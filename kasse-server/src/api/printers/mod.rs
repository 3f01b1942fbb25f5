//! Printer Registry API

mod handler;

use axum::{
    Router,
    routing::{get, post},
};

use crate::core::ServerState;

pub fn router() -> Router<ServerState> {
    Router::new().nest("/api/printers", routes())
}

fn routes() -> Router<ServerState> {
    Router::new()
        .route("/", get(handler::list).post(handler::create))
        .route(
            "/{id}",
            get(handler::get_by_id)
                .put(handler::update)
                .delete(handler::delete),
        )
        .route("/{id}/test", post(handler::test_print))
        .route("/{id}/status", get(handler::status))
}
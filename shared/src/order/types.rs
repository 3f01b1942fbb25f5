//! Order enums shared between server and terminals

use serde::{Deserialize, Serialize};

// ============================================================================
// Service Type
// ============================================================================

/// Service type of an order
#[derive(Debug, Clone, Copy, Serialize, Deserialize, PartialEq, Eq, Hash, Default)]
#[serde(rename_all = "SCREAMING_SNAKE_CASE")]
pub enum ServiceType {
    /// Served at a table
    #[default]
    Service,
    /// Taken away, gets a ToGo number
    #[serde(rename = "TOGO")]
    ToGo,
}

// ============================================================================
// Payment
// ============================================================================

#[derive(Debug, Clone, Copy, Serialize, Deserialize, PartialEq, Eq, Hash)]
#[serde(rename_all = "SCREAMING_SNAKE_CASE")]
pub enum PaymentMethod {
    Cash,
    Card,
}

impl PaymentMethod {
    /// Label printed on receipts
    pub fn receipt_label(self) -> &'static str {
        match self {
            PaymentMethod::Cash => "Bar",
            PaymentMethod::Card => "Karte",
        }
    }
}
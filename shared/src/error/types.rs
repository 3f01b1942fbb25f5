//! Error type and API response envelope

use super::category::{ErrorCategory, ErrorKind};
use super::codes::ErrorCode;
use http::StatusCode;
use serde::{Deserialize, Serialize};
use serde_json::Value;
use std::collections::HashMap;
use thiserror::Error;

/// Application error with structured error code and details
#[derive(Debug, Clone, Error)]
#[error("{message}")]
pub struct AppError {
    pub code: ErrorCode,
    pub message: String,
    /// Optional structured context (field names, ids, amounts)
    pub details: Option<HashMap<String, Value>>,
}

impl AppError {
    /// Create a new error with the default message for the error code
    pub fn new(code: ErrorCode) -> Self {
        Self {
            message: code.message().to_string(),
            code,
            details: None,
        }
    }

    pub fn with_message(code: ErrorCode, message: impl Into<String>) -> Self {
        Self {
            code,
            message: message.into(),
            details: None,
        }
    }

    /// Add a detail entry to this error
    pub fn with_detail(mut self, key: impl Into<String>, value: impl Into<Value>) -> Self {
        self.details
            .get_or_insert_with(HashMap::new)
            .insert(key.into(), value.into());
        self
    }

    pub fn http_status(&self) -> StatusCode {
        self.code.http_status()
    }

    pub fn kind(&self) -> ErrorKind {
        self.code.kind()
    }

    // ==================== Convenience constructors ====================

    pub fn validation(msg: impl Into<String>) -> Self {
        Self::with_message(ErrorCode::ValidationFailed, msg)
    }

    pub fn not_found(resource: impl Into<String>) -> Self {
        let r = resource.into();
        Self::with_message(ErrorCode::NotFound, format!("{} not found", r))
            .with_detail("resource", r)
    }

    pub fn invalid_request(msg: impl Into<String>) -> Self {
        Self::with_message(ErrorCode::InvalidRequest, msg)
    }

    pub fn invalid_format(msg: impl Into<String>) -> Self {
        Self::with_message(ErrorCode::InvalidFormat, msg)
    }

    pub fn internal(msg: impl Into<String>) -> Self {
        Self::with_message(ErrorCode::InternalError, msg)
    }

    pub fn database(msg: impl Into<String>) -> Self {
        Self::with_message(ErrorCode::DatabaseError, msg)
    }
}

/// Unified API response structure
///
/// - `code`: error code (0 for success)
/// - `message`: human-readable message
/// - `data`: payload on success
/// - `details`: additional error details on failure
#[derive(Debug, Clone, Serialize, Deserialize)]
pub struct ApiResponse<T> {
    #[serde(skip_serializing_if = "Option::is_none")]
    pub code: Option<u16>,
    pub message: String,
    #[serde(skip_serializing_if = "Option::is_none")]
    pub data: Option<T>,
    #[serde(skip_serializing_if = "Option::is_none")]
    pub details: Option<HashMap<String, Value>>,
}

impl<T> ApiResponse<T> {
    pub fn success(data: T) -> Self {
        Self {
            code: Some(0),
            message: "OK".to_string(),
            data: Some(data),
            details: None,
        }
    }
}

impl ApiResponse<()> {
    /// Success response without data
    pub fn ok() -> Self {
        Self {
            code: Some(0),
            message: "OK".to_string(),
            data: None,
            details: None,
        }
    }

    pub fn error(err: &AppError) -> Self {
        Self {
            code: Some(err.code.code()),
            message: err.message.clone(),
            data: None,
            details: err.details.clone(),
        }
    }
}

pub type AppResult<T> = Result<T, AppError>;

// ===== Axum Integration =====

impl axum::response::IntoResponse for AppError {
    fn into_response(self) -> axum::response::Response {
        use axum::Json;

        let status = self.http_status();
        let body = ApiResponse::<()>::error(&self);

        if matches!(self.code.category(), ErrorCategory::System) {
            tracing::error!(
                code = %self.code,
                message = %self.message,
                "System error occurred"
            );
        }

        (status, Json(body)).into_response()
    }
}

impl<T: Serialize> axum::response::IntoResponse for ApiResponse<T> {
    fn into_response(self) -> axum::response::Response {
        use axum::Json;

        let status = match self.code {
            None | Some(0) => StatusCode::OK,
            Some(code) => ErrorCode::try_from(code)
                .map(|c| c.http_status())
                .unwrap_or(StatusCode::INTERNAL_SERVER_ERROR),
        };

        (status, Json(self)).into_response()
    }
}
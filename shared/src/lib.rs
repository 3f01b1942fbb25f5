//! Shared types for the Festkasse workspace
//!
//! Used by `kasse-server` and by terminals talking to it.

pub mod error;
pub mod models;
pub mod money;
pub mod order;

// Re-exports
pub use error::{ApiResponse, AppError, AppResult, ErrorCode, ErrorKind};
pub use serde::{Deserialize, Serialize};
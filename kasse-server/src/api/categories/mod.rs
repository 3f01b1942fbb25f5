//! Category API

mod handler;

use axum::{Router, routing::get};

use crate::core::ServerState;

pub fn router() -> Router<ServerState> {
    Router::new().nest("/api/categories", routes())
}

fn routes() -> Router<ServerState> {
    Router::new()
        .route("/", get(handler::list).post(handler::create))
        .route(
            "/{id}",
            get(handler::get_by_id)
                .put(handler::update)
                .delete(handler::delete),
        )
        .route("/{id}/products", get(handler::list_products))
}
//! Umlaut migration for legacy catalog names
//!
//! Older catalogs spelled "Käse" as "Kaese" because the printers could not
//! print umlauts. Printing now transliterates on its own, so names can carry
//! proper German spelling again. Only the `name` field changes; ids and
//! references stay untouched.

use serde::Serialize;
use shared::models::{Category, Product};

use super::{CatalogResult, CatalogService};
use crate::db::{CATEGORIES, PRODUCTS, StorageError};

/// Words whose spelling the digraph rules alone would get wrong (mostly `ß`)
const KNOWN_WORDS: &[(&str, &str)] = &[
    ("Strasse", "Straße"),
    ("Grosse", "Große"),
    ("Suesse", "Süße"),
    ("Suess", "Süß"),
    ("Weisswein", "Weißwein"),
    ("Grillkaese", "Grillkäse"),
    ("Kaese", "Käse"),
    ("Gemuese", "Gemüse"),
    ("Groesse", "Größe"),
    ("Spaetburgunder", "Spätburgunder"),
    ("Getraenke", "Getränke"),
];

fn umlaut_for(first: char, second: char) -> Option<char> {
    Some(match (first, second) {
        ('A', 'e') => 'Ä',
        ('O', 'e') => 'Ö',
        ('U', 'e') => 'Ü',
        ('a', 'e') => 'ä',
        ('o', 'e') => 'ö',
        ('u', 'e') => 'ü',
        _ => return None,
    })
}

/// `ue` after `q`, `a` or `e` is a real vowel pair ("Quelle", "Bauer", "Feuer")
///
/// `prev` is the last character already written, so an umlaut produced one
/// step earlier does not count as `a` or `e`.
fn keeps_ue(prev: Option<char>) -> bool {
    matches!(
        prev.map(|c| c.to_ascii_lowercase()),
        Some('q') | Some('a') | Some('e')
    )
}

fn replace_digraphs(text: &str) -> String {
    let chars: Vec<char> = text.chars().collect();
    let mut out = String::with_capacity(text.len());
    let mut i = 0;
    while i < chars.len() {
        let prev = out.chars().last();
        if let Some(&next) = chars.get(i + 1)
            && let Some(umlaut) = umlaut_for(chars[i], next)
            && !(chars[i].eq_ignore_ascii_case(&'u') && keeps_ue(prev))
        {
            out.push(umlaut);
            i += 2;
            continue;
        }
        out.push(chars[i]);
        i += 1;
    }
    out
}

/// Turn ASCII workarounds back into German spelling
///
/// Known words go first, then the general `Ae Oe Ue ae oe ue` digraphs.
/// Running it twice changes nothing more.
pub fn restore_umlauts(text: &str) -> String {
    let mut result = text.to_string();
    for (ascii, german) in KNOWN_WORDS {
        result = result.replace(ascii, german);
        result = result.replace(&ascii.to_lowercase(), &german.to_lowercase());
    }
    replace_digraphs(&result)
}

/// One name the migration would change
#[derive(Debug, Clone, PartialEq, Eq, Serialize)]
pub struct Rename {
    pub id: String,
    pub from: String,
    pub to: String,
}

#[derive(Debug, Clone, Default, PartialEq, Eq, Serialize)]
pub struct MigrationPreview {
    pub categories: Vec<Rename>,
    pub products: Vec<Rename>,
}

impl MigrationPreview {
    pub fn is_empty(&self) -> bool {
        self.categories.is_empty() && self.products.is_empty()
    }
}

#[derive(Debug, Clone, Copy, Default, PartialEq, Eq, Serialize)]
pub struct MigrationReport {
    pub changed_categories: usize,
    pub changed_products: usize,
}

fn rename(id: &str, name: &str) -> Option<Rename> {
    let restored = restore_umlauts(name);
    (restored != name).then(|| Rename {
        id: id.to_string(),
        from: name.to_string(),
        to: restored,
    })
}

impl CatalogService {
    /// Names the migration would change, without writing anything
    pub fn preview_umlaut_migration(&self) -> CatalogResult<MigrationPreview> {
        let categories = self.list_categories()?;
        let products = self.list_products()?;
        Ok(MigrationPreview {
            categories: categories
                .iter()
                .filter_map(|c| rename(&c.id, &c.name))
                .collect(),
            products: products
                .iter()
                .filter_map(|p| rename(&p.id, &p.name))
                .collect(),
        })
    }

    /// Rewrite category and product names in one transaction
    pub fn apply_umlaut_migration(&self) -> CatalogResult<MigrationReport> {
        let storage = self.storage();
        let txn = storage.begin_write()?;
        let mut report = MigrationReport::default();

        let categories: Vec<Category> = storage.list_txn(&txn, CATEGORIES)?;
        for mut category in categories {
            let restored = restore_umlauts(&category.name);
            if restored != category.name {
                category.name = restored;
                storage.put_txn(&txn, CATEGORIES, &category.id, &category)?;
                report.changed_categories += 1;
            }
        }

        let products: Vec<Product> = storage.list_txn(&txn, PRODUCTS)?;
        for mut product in products {
            let restored = restore_umlauts(&product.name);
            if restored != product.name {
                product.name = restored;
                storage.put_txn(&txn, PRODUCTS, &product.id, &product)?;
                report.changed_products += 1;
            }
        }

        txn.commit().map_err(StorageError::from)?;
        tracing::info!(
            categories = report.changed_categories,
            products = report.changed_products,
            "Umlaut migration applied"
        );
        Ok(report)
    }
}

——————

Wherever the string "super" appears in the data above, copy the line it sits in.

* **Written solution**:
use super::category::{ErrorCategory, ErrorKind};
use super::codes::ErrorCode;
use super::{CatalogResult, CatalogService};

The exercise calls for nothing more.